Nada

Nada, que gran vocablo. Pocas veces una palabra tiene tantos significados a pesar de, irónicamente, significar nada en absoluto. Nada es muchas cosas… nada es todo. Pero sobretodo, nada es nada.

Es una de las palabras que más nos gusta repetir: en cualquier momento, en cualquier lugar, en cualquier situación. Parece que nos llena la boca de una forma indescriptiblemente placentera. Nos encanta usarla.
Sobretodo, nos gusta usarla con los (así llamados) amigos. Aquel amigo que, preocupado al ver nuestra cara, se acerca y pregunta "¿Qué te pasa?" a lo que nosotros contestamos "Nada.". Contestamos "Nada" porque sabemos que, en ese momento, si algo no significa "nada", es precisamente "nada".

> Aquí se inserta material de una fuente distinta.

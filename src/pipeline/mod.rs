//! The table extraction pipeline module.
//!
//! This module provides the pipeline that combines the processing stages
//! to turn scanned images into rectangular tables: binarization, line
//! extraction, cell location, recognition, and table assembly.

mod config;
mod extractor;

// Re-export the main pipeline components for easier access
pub use config::{ConfigFormat, ConfigLoader};
pub use extractor::{GridScan, GridScanBuilder};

Todos en algún momento, siendo pequeños (e incluso no tan pequeños) hemos tenido la tentación de pasear por delante de nuestros (así llamados) amigos, poniendo cara de malas pulgas, deseando que nos pregunten "¿Qué te pasa?" sólo para poder darnos el gusto de contestar "Nada.". Es una de las cosas más absurdas que uno pueda imaginarse y, sin embargo, pocas personas podrían decir que no lo han hecho alguna vez.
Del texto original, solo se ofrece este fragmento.